Perché è un groviglio il dossier degli asset russi sequestrati

Come utilizzare le attività finanziarie russe sequestrate? Annunci pomposi, difficoltà pratiche e la proposta di Yellen. Ecco come si è parlato del dossier anche al G7 dei ministri dell'Economia e dei banchieri centrali a Stresa

 

A giudicare dalle notizie che arrivano da Stresa, dov’è in corso il G7 dei ministri dell’Economia e dei banchieri centrali, saranno i capi di governo a mettere una parola (forse) definitiva sulla sorte dei profitti e delle attività finanziarie russe sequestrate subito dopo l’inizio della guerra. Se ne parlerà a metà giugno nel resort dorato di Borgo Egnazia in Puglia.

Dopo mesi e mesi di discussioni e valutazioni, con gli Usa a fare la parte della lepre e la Ue e la Bce a fare la parte della tartaruga, le incertezze sono ancora tante, troppe.

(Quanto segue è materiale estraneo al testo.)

//! Prompt construction for script generation and translation.

use super::catalog::{environment_description, language_name, style_description};
use super::size::calculate_script_size;
use crate::config::Prompts;
use crate::error::{Result, RoteiroError};
use crate::rag::{format_context_for_prompt, RetrievedChunk};
use serde::{Deserialize, Serialize};
use std::collections::HashMap;

/// Longest video a script can be generated for, in minutes.
pub const MAX_DURATION_MINUTES: u32 = 60;

/// What the user asked to generate.
#[derive(Debug, Clone, PartialEq, Serialize, Deserialize)]
pub struct GenerationRequest {
    pub theme: String,
    pub duration_minutes: u32,
    pub language_style: String,
    pub environment: String,
    #[serde(default)]
    pub environment_description: Option<String>,
}

impl GenerationRequest {
    pub fn validate(&self) -> Result<()> {
        if self.theme.trim().is_empty() {
            return Err(RoteiroError::InvalidInput("Theme must not be empty".to_string()));
        }
        if self.duration_minutes == 0 || self.duration_minutes > MAX_DURATION_MINUTES {
            return Err(RoteiroError::InvalidInput(format!(
                "Duration must be between 1 and {} minutes",
                MAX_DURATION_MINUTES
            )));
        }
        Ok(())
    }
}

/// How a translation should treat the source script.
#[derive(Debug, Clone, PartialEq, Serialize, Deserialize)]
#[serde(default)]
pub struct TranslationOptions {
    pub preserve_formatting: bool,
    pub adapt_idioms: bool,
    pub maintain_tone: bool,
    pub target_audience: String,
}

impl Default for TranslationOptions {
    fn default() -> Self {
        Self {
            preserve_formatting: true,
            adapt_idioms: true,
            maintain_tone: true,
            target_audience: "general".to_string(),
        }
    }
}

/// A script body and its metadata to translate.
#[derive(Debug, Clone, Default, PartialEq)]
pub struct TranslationRequest {
    pub content: String,
    pub source_language: String,
    pub target_language: String,
    pub seo_title: Option<String>,
    pub seo_description: Option<String>,
    pub seo_tags: Vec<String>,
    pub thumbnail_prompt: Option<String>,
    pub options: TranslationOptions,
}

/// Build the prompt that asks the LLM for a Portuguese script as JSON.
pub fn build_generation_prompt(
    request: &GenerationRequest,
    context: &[RetrievedChunk],
    prompts: &Prompts,
) -> String {
    let size = calculate_script_size(request.duration_minutes);

    let environment_details = request
        .environment_description
        .as_deref()
        .map(str::trim)
        .filter(|d| !d.is_empty())
        .map(|d| format!("\nDESCRIÇÃO DO AMBIENTE: {}", d))
        .unwrap_or_default();

    let context_section = if context.is_empty() {
        String::new()
    } else {
        format!(
            "\n\nCONTEÚDO RELEVANTE DOS LIVROS:\n{}",
            format_context_for_prompt(context)
        )
    };

    let mut vars = HashMap::new();
    vars.insert("theme".to_string(), request.theme.trim().to_string());
    vars.insert("duration".to_string(), request.duration_minutes.to_string());
    vars.insert("style".to_string(), request.language_style.clone());
    vars.insert(
        "style_description".to_string(),
        style_description(&request.language_style).to_string(),
    );
    vars.insert("environment".to_string(), request.environment.clone());
    vars.insert(
        "environment_description".to_string(),
        environment_description(&request.environment).to_string(),
    );
    vars.insert("environment_details".to_string(), environment_details);
    vars.insert("words".to_string(), size.words.to_string());
    vars.insert("characters".to_string(), size.characters.to_string());
    vars.insert("context_section".to_string(), context_section);

    prompts.render_with_custom(&prompts.generation.template, &vars)
}

/// Build the prompt that asks the LLM to translate a script and its metadata.
pub fn build_translation_prompt(request: &TranslationRequest, prompts: &Prompts) -> String {
    let mut metadata = Vec::new();
    if let Some(title) = request.seo_title.as_deref().filter(|t| !t.is_empty()) {
        metadata.push(format!("SEO title: {}", title));
    }
    if let Some(description) = request.seo_description.as_deref().filter(|d| !d.is_empty()) {
        metadata.push(format!("SEO description: {}", description));
    }
    if !request.seo_tags.is_empty() {
        metadata.push(format!("SEO tags: {}", request.seo_tags.join(", ")));
    }
    if let Some(thumbnail) = request.thumbnail_prompt.as_deref().filter(|t| !t.is_empty()) {
        metadata.push(format!("Thumbnail prompt: {}", thumbnail));
    }

    let metadata_section = if metadata.is_empty() {
        String::new()
    } else {
        format!("\n\nMETADATA TO TRANSLATE:\n{}", metadata.join("\n"))
    };

    let mut vars = HashMap::new();
    vars.insert(
        "source_language".to_string(),
        language_name(&request.source_language),
    );
    vars.insert(
        "target_language".to_string(),
        language_name(&request.target_language),
    );
    vars.insert("content".to_string(), request.content.clone());
    vars.insert("metadata_section".to_string(), metadata_section);

    let options = &request.options;
    let formatting = if options.preserve_formatting {
        "Maintain the original script structure and formatting"
    } else {
        "Restructure paragraphs and formatting where it reads better"
    };
    let idioms = if options.adapt_idioms {
        "Adapt idioms and cultural references to the target language"
    } else {
        "Keep idioms as close to the original as possible"
    };
    let tone = if options.maintain_tone {
        "Preserve the original tone and style"
    } else {
        "Adapt the tone to the target culture"
    };
    let audience = match options.target_audience.trim() {
        "" => "general",
        audience => audience,
    };
    vars.insert("formatting_instruction".to_string(), formatting.to_string());
    vars.insert("idioms_instruction".to_string(), idioms.to_string());
    vars.insert("tone_instruction".to_string(), tone.to_string());
    vars.insert("target_audience".to_string(), audience.to_string());

    prompts.render_with_custom(&prompts.translation.template, &vars)
}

Già il fatto che sia scomparso completamente dai radar il tema della possibile confisca della parte capitale è un elemento che dovrebbe far riflettere. Dopo tutti i pomposi annunci susseguitisi da quando Mario Draghi nel marzo 2022 sembrava avesse trovato il colpo di bacchetta magica per mettere in ginocchio la Russia, ormai non se ne parla proprio più. Ed è rimasto solo l’attonito ministro degli esteri di Kiev Dimitri Kuleba a ricordare ai leader della UE e del G7 che serve mettere le mani sui circa 200 miliardi di attività finanziarie sequestrate, e con i quattro spiccioli dei soli proventi che fruttano quei beni, a Kiev ci pagano a malapena la benzina dei carri armati per qualche mese.

Parliamo del topolino di circa 3 miliardi all’anno che è stato partorito finalmente dalla Ue qualche giorno fa dopo mesi di trattative. Si tratta dei proventi maturandi, a partire dal 15 febbraio scorso, sulle attività finanziarie detenute dal depositario centrale Euroclear con sede in Belgio. 191 miliardi di euro per i quali si stimano proventi per circa 3 miliardi annui, sui quali però Euroclear si è già riservata di trattenere una quota per tutelarsi da eventuali azioni legali dei russi. Secondo la decisione del Consiglio UE, il 90% di quei proventi sarà usato per acquistare armi da inviare in Ucraina e il 10% sarà destinato alla ricostruzione.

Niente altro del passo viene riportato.